Exercise - Every line of the entries that holds the word "usize" is to be copied.

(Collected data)
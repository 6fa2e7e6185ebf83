//! Error types for the order model and the menu.

use crate::model::{OrderId, OrderStatus};
use thiserror::Error;

/// Errors raised by illegal order state changes.
#[derive(Debug, Clone, Error, PartialEq)]
pub enum OrderError {
    /// The order is not in the state the transition starts from.
    #[error("Order {id} cannot move from {from} to {to}")]
    InvalidTransition {
        id: OrderId,
        from: OrderStatus,
        to: OrderStatus,
    },
}

/// Validation failures when mutating the menu.
#[derive(Debug, Clone, Error, PartialEq)]
pub enum MenuError {
    /// The dish label is empty or only whitespace.
    #[error("Dish name must not be empty")]
    EmptyLabel,

    /// The cooking time is zero or negative.
    #[error("Cooking time must be positive, got {0} ms")]
    NonPositiveCookTime(i64),
}
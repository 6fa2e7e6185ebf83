use crate::framework::{BoundedWorkQueue, CompletionStore, PoolShutdown, Recipe, WorkerPool};
use crate::kitchen::{Dispatcher, DispatcherState, DispatcherStateCell, MenuRecipe};
use crate::lifecycle::{ConfigError, KitchenConfig};
use crate::model::{Menu, OrderSummary};
use crate::waiter::{Waiter, WaiterReport, WaiterStats, WaiterTiming};
use parking_lot::RwLock;
use serde::Serialize;
use std::sync::atomic::{AtomicU64, Ordering};
use std::sync::Arc;
use std::time::Instant;
use tokio::task::JoinHandle;
use tokio_util::sync::CancellationToken;
use tracing::{error, info, instrument, warn};

/// The supervisor that opens and closes the whole restaurant.
///
/// `Restaurant` owns everything that outlives a single run: the order queue,
/// the pass ([`CompletionStore`]), the [`Menu`] and the cumulative submitted
/// counter. Each [`start`](Self::start) builds a fresh kitchen around them:
///
/// - a [`WorkerPool`] with one chef per configured name
/// - one [`Dispatcher`] task moving orders from the queue to the chefs
/// - one [`Waiter`] task per configured waiter
///
/// all sharing a new cancellation token.
///
/// # Shutdown order
///
/// [`stop`](Self::stop) closes the restaurant front to back:
///
/// 1. Cancels the run token and waits for the waiters and the dispatcher to exit
/// 2. Shuts the [`WorkerPool`] down (grace period, then forced)
/// 3. Drains orders still in the queue, whose waiters are gone
/// 4. Clears ready orders nobody came back for
///
/// # Example
///
/// ```ignore
/// let restaurant = Restaurant::new(KitchenConfig::default(), Menu::house())?;
/// restaurant.start().await;
/// tokio::time::sleep(Duration::from_secs(10)).await;
/// let report = restaurant.stop().await;
/// ```
pub struct Restaurant {
    config: KitchenConfig,
    queue: Arc<BoundedWorkQueue>,
    store: Arc<CompletionStore>,
    menu: Arc<Menu>,
    submitted: Arc<AtomicU64>,
    dispatcher_state: Arc<DispatcherStateCell>,
    session: tokio::sync::Mutex<Option<Session>>,
    view: RwLock<SessionView>,
}

/// Everything spawned by one `start`.
struct Session {
    cancel: CancellationToken,
    pool: Arc<WorkerPool>,
    tasks: Vec<JoinHandle<()>>,
    started_at: Instant,
}

/// What `status` reads without touching the session lock.
#[derive(Default)]
struct SessionView {
    running: bool,
    pool: Option<Arc<WorkerPool>>,
    waiters: Vec<Arc<WaiterStats>>,
}

/// Outcome of [`Restaurant::stop`].
#[derive(Debug, Clone, PartialEq, Eq, Serialize)]
pub struct ShutdownReport {
    pub kitchen: PoolShutdown,
    /// Orders left in the queue after the waiters and dispatcher stopped.
    pub drained: usize,
    /// Orders that were ready but whose waiter had already left.
    pub unclaimed: usize,
    /// Orders served during the run that just ended.
    pub served: u64,
    /// Orders handed to the kitchen since the restaurant was created.
    pub submitted: u64,
    pub uptime_ms: u64,
    pub shutdown_ms: u64,
}

/// Point-in-time view of the restaurant. Every count is advisory.
#[derive(Debug, Clone, PartialEq, Eq, Serialize)]
pub struct RestaurantStatus {
    pub running: bool,
    pub dispatcher: DispatcherState,
    pub queue_depth: usize,
    pub queue_capacity: usize,
    /// Orders waiting in the queue, oldest first.
    pub queued: Vec<OrderSummary>,
    pub ready: usize,
    pub cooking: usize,
    pub submitted: u64,
    pub chefs: usize,
    pub menu_size: usize,
    pub waiters: Vec<WaiterReport>,
}

impl Restaurant {
    pub fn new(config: KitchenConfig, menu: Menu) -> Result<Self, ConfigError> {
        config.validate()?;
        Ok(Self {
            queue: Arc::new(BoundedWorkQueue::new(config.queue_capacity)),
            store: Arc::new(CompletionStore::new()),
            menu: Arc::new(menu),
            submitted: Arc::new(AtomicU64::new(0)),
            dispatcher_state: Arc::new(DispatcherStateCell::default()),
            session: tokio::sync::Mutex::new(None),
            view: RwLock::new(SessionView::default()),
            config,
        })
    }

    /// Opens the restaurant.
    ///
    /// Returns `true` if it was already running, in which case nothing is spawned.
    #[instrument(name = "start", skip_all)]
    pub async fn start(&self) -> bool {
        let mut session = self.session.lock().await;
        if session.is_some() {
            info!("Restaurant is already running");
            return true;
        }

        let cancel = CancellationToken::new();
        let pool = Arc::new(WorkerPool::new(&self.config.chefs, Arc::clone(&self.store)));
        let recipe: Arc<dyn Recipe> = Arc::new(MenuRecipe::new(Arc::clone(&self.menu), self.config.cook_jitter));

        let dispatcher = Dispatcher::new(Arc::clone(&self.queue), Arc::clone(&pool), recipe)
            .with_timing(self.config.dispatch_poll, self.config.dispatch_idle)
            .with_counter(Arc::clone(&self.submitted))
            .with_state(Arc::clone(&self.dispatcher_state));
        let mut tasks = vec![tokio::spawn(dispatcher.run(cancel.clone()))];

        let timing = WaiterTiming {
            order_taking: self.config.order_taking,
            between_orders: self.config.between_orders,
            pickup_poll: self.config.pickup_poll,
        };
        let mut waiters = Vec::with_capacity(self.config.waiters.len());
        for name in &self.config.waiters {
            let waiter = Waiter::new(
                name.as_str(),
                Arc::clone(&self.queue),
                Arc::clone(&self.store),
                Arc::clone(&self.menu),
                self.config.customers.clone(),
                timing,
            );
            waiters.push(waiter.stats());
            tasks.push(tokio::spawn(waiter.run(cancel.clone())));
        }

        *self.view.write() = SessionView {
            running: true,
            pool: Some(Arc::clone(&pool)),
            waiters,
        };
        *session = Some(Session {
            cancel,
            pool,
            tasks,
            started_at: Instant::now(),
        });

        info!(
            chefs = self.config.chefs.len(),
            waiters = self.config.waiters.len(),
            queue_capacity = self.queue.capacity(),
            dishes = self.menu.len(),
            "Restaurant opened"
        );
        false
    }

    /// Closes the restaurant and waits until everything has stopped.
    ///
    /// Returns `None` if it was not running.
    #[instrument(name = "stop", skip_all)]
    pub async fn stop(&self) -> Option<ShutdownReport> {
        let mut guard = self.session.lock().await;
        let Some(session) = guard.take() else {
            info!("Restaurant is not running");
            return None;
        };
        let stopping_at = Instant::now();
        info!(
            queue_depth = self.queue.len(),
            ready = self.store.len(),
            "Closing restaurant"
        );

        // Waiters and the dispatcher first, so nothing new reaches the kitchen.
        session.cancel.cancel();
        for task in session.tasks {
            if let Err(e) = task.await {
                error!("Restaurant task failed: {:?}", e);
            }
        }

        let kitchen = session.pool.shutdown(self.config.shutdown_grace).await;

        let drained = self.queue.drain().await;
        if drained > 0 {
            warn!(drained, "Orders left in the queue were dropped");
        }
        // Cooked during the grace period after their waiters had gone.
        let unclaimed = self.store.drain();
        if unclaimed > 0 {
            warn!(unclaimed, "Ready orders were never collected");
        }

        let served = {
            let mut view = self.view.write();
            view.running = false;
            view.pool = None;
            view.waiters.iter().map(|stats| stats.served()).sum()
        };

        let report = ShutdownReport {
            kitchen,
            drained,
            unclaimed,
            served,
            submitted: self.submitted.load(Ordering::SeqCst),
            uptime_ms: session.started_at.elapsed().as_millis() as u64,
            shutdown_ms: stopping_at.elapsed().as_millis() as u64,
        };
        info!(?report, "Restaurant closed");
        Some(report)
    }

    pub fn is_running(&self) -> bool {
        self.view.read().running
    }

    pub fn status(&self) -> RestaurantStatus {
        let view = self.view.read();
        RestaurantStatus {
            running: view.running,
            dispatcher: self.dispatcher_state.get(),
            queue_depth: self.queue.len(),
            queue_capacity: self.queue.capacity(),
            queued: self.queue.waiting(),
            ready: self.store.len(),
            cooking: view.pool.as_ref().map(|pool| pool.cooking()).unwrap_or(0),
            submitted: self.submitted.load(Ordering::SeqCst),
            chefs: self.config.chefs.len(),
            menu_size: self.menu.len(),
            waiters: view.waiters.iter().map(|stats| stats.report()).collect(),
        }
    }

    /// Orders on the pass, oldest first.
    pub fn ready_orders(&self) -> Vec<OrderSummary> {
        let mut ready: Vec<OrderSummary> = self.store.snapshot().collect();
        ready.sort_by_key(|summary| summary.id);
        ready
    }

    /// The live menu. Dishes added here apply to orders that start cooking afterwards.
    pub fn menu(&self) -> Arc<Menu> {
        Arc::clone(&self.menu)
    }

    pub fn config(&self) -> &KitchenConfig {
        &self.config
    }
}

impl Drop for Restaurant {
    fn drop(&mut self) {
        if let Some(session) = self.session.get_mut().as_ref() {
            warn!("Restaurant dropped while running, cancelling");
            session.cancel.cancel();
            session.pool.abort();
        }
    }
}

Written answer -
    pub drained: usize,
    pub unclaimed: usize,
    pub queue_depth: usize,
    pub queue_capacity: usize,
    pub ready: usize,
    pub cooking: usize,
    pub chefs: usize,
    pub menu_size: usize,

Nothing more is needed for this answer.